▸ **Task goal**
In the entries below, which lines run from the one containing "default of 8." to the one containing "random source when"? Copy exactly those lines, ends included, and no others.

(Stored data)

=== Begin Enclosure ===

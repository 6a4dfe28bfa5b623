use std::io;
use std::path::PathBuf;

use thiserror::Error;

/// Failures while loading an [`EngineConfig`](crate::config::EngineConfig).
#[derive(Debug, Error)]
pub enum ConfigError {
    #[error("failed to read config file {}: {source}", .path.display())]
    Io {
        path: PathBuf,
        #[source]
        source: io::Error,
    },

    #[error("invalid engine config{}: {source}", describe_path(.path.as_ref()))]
    Parse {
        path: Option<PathBuf>,
        #[source]
        source: serde_json::Error,
    },
}

fn describe_path(path: Option<&PathBuf>) -> String {
    path.map(|path| format!(" in {}", path.display()))
        .unwrap_or_default()
}
use std::fmt;
use std::time::Duration;

use log::{debug, info, trace};

use crate::config::{
    parse_speed, sanitize_speed, step_interval_for_speed, EngineConfig, GridSize,
};
use crate::food::spawn_position;
use crate::input::{direction_change_is_valid, Direction, DirectionVector};
use crate::rng::{RandomSource, RngSource};
use crate::snake::{Position, Snake};
use crate::snapshot::Snapshot;

/// What ended the run.
#[derive(Debug, Clone, Copy, Eq, PartialEq)]
pub enum Collision {
    /// The head would have left a bounded board.
    Wall,
    /// The head would have entered a cell the body occupied before the move.
    Body,
}

/// Authoritative snake simulation.
///
/// The engine is the only writer of its state. Hosts steer it with
/// [`Engine::set_direction`], advance it with [`Engine::tick`] and observe it
/// through [`Snapshot`]s.
pub struct Engine {
    config: EngineConfig,
    bounds: GridSize,
    snake: Snake,
    food: Option<Position>,
    direction: Direction,
    pending_direction: Option<Direction>,
    score: u32,
    over: bool,
    just_grew: bool,
    collision: Option<Collision>,
    steps: u64,
    rng: Box<dyn RandomSource>,
}

impl Engine {
    /// Creates an engine drawing food positions from OS-seeded randomness.
    #[must_use]
    pub fn new(config: EngineConfig) -> Self {
        Self::with_rng(config, RngSource::from_entropy())
    }

    /// Creates an engine with an explicit random source.
    ///
    /// A deterministic source makes the whole run reproducible.
    #[must_use]
    pub fn with_rng<S: RandomSource + 'static>(config: EngineConfig, rng: S) -> Self {
        let bounds = config.grid();
        let config = EngineConfig {
            cols: bounds.width,
            rows: bounds.height,
            speed: sanitize_speed(config.speed),
            ..config
        };

        let mut engine = Self {
            config,
            bounds,
            snake: Snake::centered(bounds),
            food: None,
            direction: Direction::Right,
            pending_direction: None,
            score: 0,
            over: false,
            just_grew: false,
            collision: None,
            steps: 0,
            rng: Box::new(rng),
        };
        engine.reset();
        engine
    }

    /// Restores the opening position: a centred three-cell snake heading
    /// right, zero score and freshly placed food.
    pub fn reset(&mut self) {
        self.snake = Snake::centered(self.bounds);
        self.direction = Direction::Right;
        self.pending_direction = None;
        self.food = spawn_position(self.rng.as_mut(), self.bounds, &self.snake);
        self.score = 0;
        self.over = false;
        self.just_grew = false;
        self.collision = None;
        self.steps = 0;

        debug!(
            "engine reset on {}x{} board (wrap: {}), food at {:?}",
            self.bounds.width, self.bounds.height, self.config.wrap, self.food
        );
    }

    /// Changes the board size and starts a new run on it.
    pub fn resize(&mut self, cols: u16, rows: u16) {
        self.bounds = GridSize::new(cols, rows);
        self.config.cols = self.bounds.width;
        self.config.rows = self.bounds.height;
        self.reset();
    }

    /// Toggles edge wrapping; applies from the next step.
    pub fn set_wrap(&mut self, wrap: bool) {
        self.config.wrap = wrap;
    }

    /// Sets the steps-per-second hint, clamped to at least 1.
    ///
    /// NaN and zero fall back to the default of 8.
    pub fn set_speed(&mut self, speed: f64) {
        self.config.speed = sanitize_speed(speed);
    }

    /// Textual variant of [`Engine::set_speed`]; unparseable text means 8.
    pub fn set_speed_str(&mut self, raw: &str) {
        self.config.speed = parse_speed(raw);
    }

    /// Replaces the random source used for future food placement.
    pub fn set_rng<S: RandomSource + 'static>(&mut self, rng: S) {
        self.rng = Box::new(rng);
    }

    /// Replaces the random source when one is given; `None` is ignored.
    pub fn try_set_rng<S: RandomSource + 'static>(&mut self, rng: Option<S>) {
        if let Some(rng) = rng {
            self.set_rng(rng);
        }
    }

    /// Queues a turn for the next step.
    ///
    /// The vector is reduced to a cardinal direction by sign. Zero vectors,
    /// calls after game over and exact reversals of the queued (or, with
    /// nothing queued, the committed) direction are ignored. A later call
    /// replaces an earlier queued turn.
    pub fn set_direction(&mut self, vector: DirectionVector) {
        if self.over {
            return;
        }

        let Some(candidate) = vector.to_direction() else {
            return;
        };

        let current = self.pending_direction.unwrap_or(self.direction);
        if !direction_change_is_valid(current, candidate) {
            trace!("ignored reversal {candidate:?} against {current:?}");
            return;
        }

        self.pending_direction = Some(candidate);
    }

    /// Queues a turn given as a cardinal direction.
    pub fn set_direction_to(&mut self, direction: Direction) {
        self.set_direction(direction.into());
    }

    /// Advances the simulation by one cell and returns the resulting state.
    ///
    /// After game over this is a no-op that keeps returning the final state.
    pub fn tick(&mut self) -> Snapshot {
        if self.over {
            return self.snapshot();
        }

        if let Some(direction) = self.pending_direction.take() {
            self.direction = direction;
        }

        let mut next_head = self.snake.head().step(self.direction);
        if self.config.wrap {
            next_head = next_head.wrapped(self.bounds);
        }

        if !next_head.is_within_bounds(self.bounds) {
            self.end_run(Collision::Wall, next_head);
            return self.snapshot();
        }

        // Checked against the pre-move body, so the tail cell still counts.
        if self.snake.occupies(next_head) {
            self.end_run(Collision::Body, next_head);
            return self.snapshot();
        }

        let ate = self.food == Some(next_head);
        self.snake.advance(next_head, ate);
        self.just_grew = ate;
        self.steps += 1;

        if ate {
            self.score += 1;
            self.food = spawn_position(self.rng.as_mut(), self.bounds, &self.snake);
            if self.food.is_none() {
                info!(
                    "board full after {} steps with score {}",
                    self.steps, self.score
                );
            }
        }

        trace!(
            "step {}: head {:?} facing {:?}, length {}",
            self.steps,
            next_head,
            self.direction,
            self.snake.len()
        );

        self.snapshot()
    }

    fn end_run(&mut self, collision: Collision, at: Position) {
        self.over = true;
        self.collision = Some(collision);
        debug!(
            "game over ({collision:?}) moving into {at:?} after {} steps, score {}",
            self.steps, self.score
        );
    }

    /// Returns an independent copy of the current state.
    #[must_use]
    pub fn snapshot(&self) -> Snapshot {
        Snapshot {
            cols: self.bounds.width,
            rows: self.bounds.height,
            wrap: self.config.wrap,
            score: self.score,
            over: self.over,
            snake: self.snake.to_vec(),
            food: self.food,
            direction: self.direction,
        }
    }

    #[must_use]
    pub fn config(&self) -> EngineConfig {
        self.config
    }

    #[must_use]
    pub fn bounds(&self) -> GridSize {
        self.bounds
    }

    #[must_use]
    pub fn wrap(&self) -> bool {
        self.config.wrap
    }

    #[must_use]
    pub fn speed(&self) -> f64 {
        self.config.speed
    }

    /// Delay a host should leave between steps at the current speed hint.
    #[must_use]
    pub fn step_interval(&self) -> Duration {
        step_interval_for_speed(self.config.speed)
    }

    #[must_use]
    pub fn score(&self) -> u32 {
        self.score
    }

    #[must_use]
    pub fn is_over(&self) -> bool {
        self.over
    }

    /// Reason the run ended, if it has.
    #[must_use]
    pub fn collision(&self) -> Option<Collision> {
        self.collision
    }

    #[must_use]
    pub fn direction(&self) -> Direction {
        self.direction
    }

    #[must_use]
    pub fn pending_direction(&self) -> Option<Direction> {
        self.pending_direction
    }

    #[must_use]
    pub fn food(&self) -> Option<Position> {
        self.food
    }

    #[must_use]
    pub fn snake(&self) -> &Snake {
        &self.snake
    }

    /// Whether the last step ate food (and so kept its tail).
    #[must_use]
    pub fn just_grew(&self) -> bool {
        self.just_grew
    }

    /// Successful moves since the last reset.
    #[must_use]
    pub fn steps(&self) -> u64 {
        self.steps
    }
}

impl Default for Engine {
    fn default() -> Self {
        Self::new(EngineConfig::default())
    }
}

impl fmt::Debug for Engine {
    fn fmt(&self, f: &mut fmt::Formatter<'_>) -> fmt::Result {
        f.debug_struct("Engine")
            .field("config", &self.config)
            .field("snake", &self.snake)
            .field("food", &self.food)
            .field("direction", &self.direction)
            .field("pending_direction", &self.pending_direction)
            .field("score", &self.score)
            .field("over", &self.over)
            .field("collision", &self.collision)
            .field("steps", &self.steps)
            .finish_non_exhaustive()
    }
}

=== End Enclosure ===

▸ **Task answer**
    /// NaN and zero fall back to the default of 8.
    pub fn set_speed(&mut self, speed: f64) {
        self.config.speed = sanitize_speed(speed);
    }

    /// Textual variant of [`Engine::set_speed`]; unparseable text means 8.
    pub fn set_speed_str(&mut self, raw: &str) {
        self.config.speed = parse_speed(raw);
    }

    /// Replaces the random source used for future food placement.
    pub fn set_rng<S: RandomSource + 'static>(&mut self, rng: S) {
        self.rng = Box::new(rng);
    }

    /// Replaces the random source when one is given; `None` is ignored.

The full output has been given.